И правда, бродить по улицам этого города было духовным опытом высочайшего уровня, как заявил Петрус в первый вечер, сидя за кружкой меда с куда более тонким вкусом, чем в других провинциях. Незадолго до этого они прошли мимо сада, где на квадрате черного песка рос один-единственный померанец, чьи маленькие белые цветы, выделяясь на фоне темных туманов, походили на звезды, затерянные в ночном эфире. Их аромат, который Петрус вновь учуял в своей кружке меда, чуть не свел его с ума, и все остальное было не менее прекрасно в этом гостеприимном чудесном городе, откуда друзьям не хотелось уезжать.

– Рёан, на мой взгляд, действует как фильтр, сквозь который все видится более резко, – добавил Петрус.

Он не знал, откуда ему в голову приходят подобные мысли, но всякий раз, когда одна из них посещала его, она казалась правильной и близкой, и он делился ею со спутниками.

– Это все из-за тысячелетнего чая, – заявил Паулус, ставя свою кружку. – С тех пор мы живем с нашими мертвецами, или они живут с нами, уж не знаю, и они возвышают наши потаенные мысли.


Накануне отъезда они вышли в теплые сумерки. Прогуливаясь по берегам реки и погружаясь в течение времен года, деревьев и гор, о которых нашептывал поток, они неожиданно встретили знакомца. Только когда эльф, поравнявшись с ними, вдруг ему улыбнулся, Петрус, отяжелевший от избытка флердоранжевого сиропа, которым он злоупотребил за ужином, узнал золотоволосого ангела из Ханасе, с кожей еще более нежной и глазами еще более синими, чем раньше, теперь уже ставшего юношей столь ослепительной красоты, что Петрус лишился (почти) дара речи.

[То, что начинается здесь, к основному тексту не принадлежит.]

//! LSH banding: reduce a signature to one 32-bit hash per band.
//!
//! A band is a contiguous run of `r = signature_length / band_count`
//! signature values. Each band is hashed with `xxh32` over the fixed-width
//! little-endian encoding of its values, in order, under
//! [`BAND_HASH_SEED`]. The fixed width keeps the encoding unambiguous:
//! `[12, 3]` and `[1, 23]` serialize to different byte strings.

use serde::{Deserialize, Serialize};
use xxhash_rust::xxh32::Xxh32;

use crate::config::{validate_shape, ConfigError};
use crate::minhash::Signature;

/// Seed used for every band hash in every run.
pub const BAND_HASH_SEED: u32 = 0;

/// One hash per band, in band order.
#[derive(Debug, Clone, PartialEq, Eq, Hash, Serialize, Deserialize)]
#[serde(transparent)]
pub struct BandedSignature(Vec<u32>);

impl BandedSignature {
    pub fn from_values(values: Vec<u32>) -> Self {
        Self(values)
    }

    pub fn values(&self) -> &[u32] {
        &self.0
    }

    pub fn len(&self) -> usize {
        self.0.len()
    }

    pub fn is_empty(&self) -> bool {
        self.0.is_empty()
    }

    /// Index of the first band where both signatures agree.
    pub fn first_shared_band(&self, other: &Self) -> Option<usize> {
        self.0
            .iter()
            .zip(other.0.iter())
            .position(|(left, right)| left == right)
    }
}

/// Hash one band's values in order.
#[inline]
pub fn band_hash(values: &[u32]) -> u32 {
    let mut hasher = Xxh32::new(BAND_HASH_SEED);
    for value in values {
        hasher.update(&value.to_le_bytes());
    }
    hasher.digest()
}

/// Split `signature` into `band_count` bands and hash each one.
///
/// Fails when `band_count` is zero or does not divide the signature length.
pub fn bands(signature: &Signature, band_count: usize) -> Result<BandedSignature, ConfigError> {
    validate_shape(signature.len(), band_count)?;
    let rows = signature.len() / band_count;
    let hashes = signature.values().chunks_exact(rows).map(band_hash).collect();
    Ok(BandedSignature(hashes))
}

– Я встретил вас накануне отъезда из Рёана, – сказал эльф, улыбаясь, – и вижу в этом перст судьбы.

Все трое любезно раскланялись.

– Куда вы направляетесь? – спросил Паулус.

– В Кацуру, первым же фарватером на заре, – ответил тот, превращаясь в вепря столь грациозного, что напоминал скорее оленя. – Меня недавно приняли в команду садовников Совета, – добавил он с гордостью.

– Вот уж совпадение, – сказал Петрус, – я тоже работаю в высшей палате.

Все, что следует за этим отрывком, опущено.